Looking forward to seeing your blog develop. If I’m not mistaken I may have seen you in a video or two? I remember thinking that your job looked incredibly interesting so I’m glad to see you are giving us all a glimpse into your world!
I wish that back was still The Thing. It’s the most attractive style on more body types ( like, all) than anything before or since. Those pleats are things of beauty.
Will you use the Larkin and Smith pattern for your new one?
It is indeed a beautiful line, though I am not sure it would be quite so becoming without the stays and petticoats to support it. Frankly, I am happy to sacrifice the beauty of some styles for the convenience of not tripping as I walk up stairs, and not having to struggle to put my shoes on after my stays. There is a reason this fashion endured for fifty years, and not 250, and part of it is that our society has evolved, and we no longer expect women to weigh themselves down quite so heavily with the thick fabric of patriarchy. But I digress into the dark waters of pissy feminist ranting. Back to your comment: No, I will not use the Larkin and Smith pattern. It irks me to use other people’s patterns. And I’d like it to have a few different details, and slightly longer lines than I feel that pattern produces.
I guess one cannot drape ones own gown without a dress form? I was thinking that would be one advantage of a pattern…
What is a dress form but a simulacrum of the human body? So why not just use the body? (And yes, this is challenging to do on oneself. :D)
The craft of the mantua maker is one that unfortunately is not as easily studied as that of the tailor, but there are some references that I have found to some of the trade craft used by mantua makers. Some of the techniques used to make a gown are using a pair of stays, an old gown, taking the measure, and yes, even patterns. What I have not yet found are references to draping or more correctly stated, cutting on the body. It would be helpful if we could add to our knowledge of this blurry topic, with any references you have to that particular technique? I am adding links to those references that I have found that deal with fitting and making English gowns. Unfortunately there are not as many as we would like, but there are some. http://thegoldenscissors.blogspot.com/2015/10/trade-craft-mantua-maker-taking-measure.html
Thank you Hallie!
I appreciate the lived-in look of your “old” outfit. With constant exposure to wood smoke and ash, general lack of paving, and the vehicle “emissions” of the time, clothes likely became much more filthy than they do in these antiseptic times. Laundry day was something to be avoided (speaking as someone who has had to wash a week ‘s worth of clothes by hand on more than one occasion- with access to unlimited hot water). Sometimes reenactors’ clothes look as if they had just stepped out of a tailor’s or mantua-makers’, which isn’t really accurate. I wear my axle grease stains with pride, and treasure every view of a patched or otherwise repaired piece of clothing I see at a event.

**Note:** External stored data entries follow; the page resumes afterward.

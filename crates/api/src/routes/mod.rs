pub mod health;

use axum::routing::{get, post};
use axum::Router;

use crate::handlers::{upload, variations};
use crate::state::AppState;
use crate::ws;

/// Build the `/api/v1` route tree.
///
/// ```text
/// GET  /ws                      live progress channel (session hello first)
/// POST /upload?sid={session}    submit a variation batch
/// GET  /variations/{filename}   download one of the caller's variations
/// ```
pub fn api_routes() -> Router<AppState> {
    Router::new()
        .route("/ws", get(ws::ws_handler))
        .route("/upload", post(upload::upload))
        .route("/variations/{filename}", get(variations::download))
}
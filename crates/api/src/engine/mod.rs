//! Batch submission and progress delivery.
//!
//! Contains the dispatcher that turns an accepted upload into a queued
//! variation batch, plus the relay that forwards progress events from the
//! local bus to the WebSocket connection owning each session.

pub mod dispatcher;
pub mod progress;
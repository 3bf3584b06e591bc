//! Musical attributes a variation may alter, and their sampling temperatures.
//!
//! The attribute order is fixed: index `i` of every flag list and
//! temperature list refers to `MusicalAttribute::ALL[i]`.

use std::collections::{BTreeMap, BTreeSet};

use serde::{Deserialize, Serialize};

use crate::error::CoreError;

// ---------------------------------------------------------------------------
// MusicalAttribute
// ---------------------------------------------------------------------------

#[derive(Debug, Clone, Copy, PartialEq, Eq, Hash, Serialize, Deserialize)]
#[serde(rename_all = "snake_case")]
pub enum MusicalAttribute {
    Bar,
    Position,
    Instrument,
    Pitch,
    Duration,
    Velocity,
    TimeSignature,
    Tempo,
}

impl MusicalAttribute {
    /// Every attribute, in index order.
    pub const ALL: [MusicalAttribute; 8] = [
        MusicalAttribute::Bar,
        MusicalAttribute::Position,
        MusicalAttribute::Instrument,
        MusicalAttribute::Pitch,
        MusicalAttribute::Duration,
        MusicalAttribute::Velocity,
        MusicalAttribute::TimeSignature,
        MusicalAttribute::Tempo,
    ];

    /// Position of this attribute in the fixed order.
    pub fn index(self) -> usize {
        self as usize
    }

    /// Name of the upload form field carrying this attribute's flag.
    pub fn form_field(self) -> &'static str {
        match self {
            MusicalAttribute::Bar => "bar",
            MusicalAttribute::Position => "position",
            MusicalAttribute::Instrument => "instrument",
            MusicalAttribute::Pitch => "pitch",
            MusicalAttribute::Duration => "duration",
            MusicalAttribute::Velocity => "velocity",
            MusicalAttribute::TimeSignature => "timesignature",
            MusicalAttribute::Tempo => "tempo",
        }
    }

    /// Temperature used when the request does not override it.
    pub fn default_temperature(self) -> f64 {
        match self {
            MusicalAttribute::Pitch | MusicalAttribute::Velocity => 3.0,
            _ => 1.0,
        }
    }

    /// Look up an attribute by its form field name.
    pub fn from_form_field(name: &str) -> Option<Self> {
        Self::ALL.into_iter().find(|a| a.form_field() == name)
    }
}

// ---------------------------------------------------------------------------
// Flags
// ---------------------------------------------------------------------------

/// Convert raw form flags into the set of attribute indices to vary.
///
/// Index `i` is included iff `flags[i]` is exactly `"true"`.
pub fn parse_attribute_flags<S: AsRef<str>>(flags: &[S]) -> BTreeSet<usize> {
    flags
        .iter()
        .enumerate()
        .filter(|(_, flag)| flag.as_ref() == "true")
        .map(|(i, _)| i)
        .collect()
}

// ---------------------------------------------------------------------------
// TemperatureMap
// ---------------------------------------------------------------------------

/// Per-attribute temperature scaling, keyed by attribute index.
#[derive(Debug, Clone, PartialEq, Serialize, Deserialize)]
#[serde(transparent)]
pub struct TemperatureMap(BTreeMap<usize, f64>);

impl TemperatureMap {
    /// Defaults with positional overrides applied.
    ///
    /// `overrides[i]` replaces the temperature of `MusicalAttribute::ALL[i]`.
    /// Values must be finite and strictly positive.
    pub fn with_overrides(overrides: &[f64]) -> Result<Self, CoreError> {
        if overrides.len() > MusicalAttribute::ALL.len() {
            return Err(CoreError::Validation(format!(
                "At most {} temperatures may be given, got {}",
                MusicalAttribute::ALL.len(),
                overrides.len()
            )));
        }

        let mut map = Self::default();
        for (index, &value) in overrides.iter().enumerate() {
            if !value.is_finite() || value <= 0.0 {
                return Err(CoreError::Validation(format!(
                    "Temperature for {:?} must be a positive number, got {value}",
                    MusicalAttribute::ALL[index]
                )));
            }
            map.0.insert(index, value);
        }
        Ok(map)
    }

    pub fn get(&self, attribute: MusicalAttribute) -> f64 {
        self.0
            .get(&attribute.index())
            .copied()
            .unwrap_or_else(|| attribute.default_temperature())
    }

    pub fn as_map(&self) -> &BTreeMap<usize, f64> {
        &self.0
    }
}

impl Default for TemperatureMap {
    fn default() -> Self {
        Self(
            MusicalAttribute::ALL
                .into_iter()
                .map(|a| (a.index(), a.default_temperature()))
                .collect(),
        )
    }
}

The thought that first popped into my mind is: “Hey, the same thing is true of handmade Scottish kilts!”
Comparing a kilt sewn in 1930 and 2016 shows no difference in method of construction, style, and fabric. Kilt-making is also an apprentice-trained activity. Kilts have evolved, but that evolution has been deliberately retarded around the stage reached at 1900.
What doesn’t make sense is why a particular style of dress would do the same.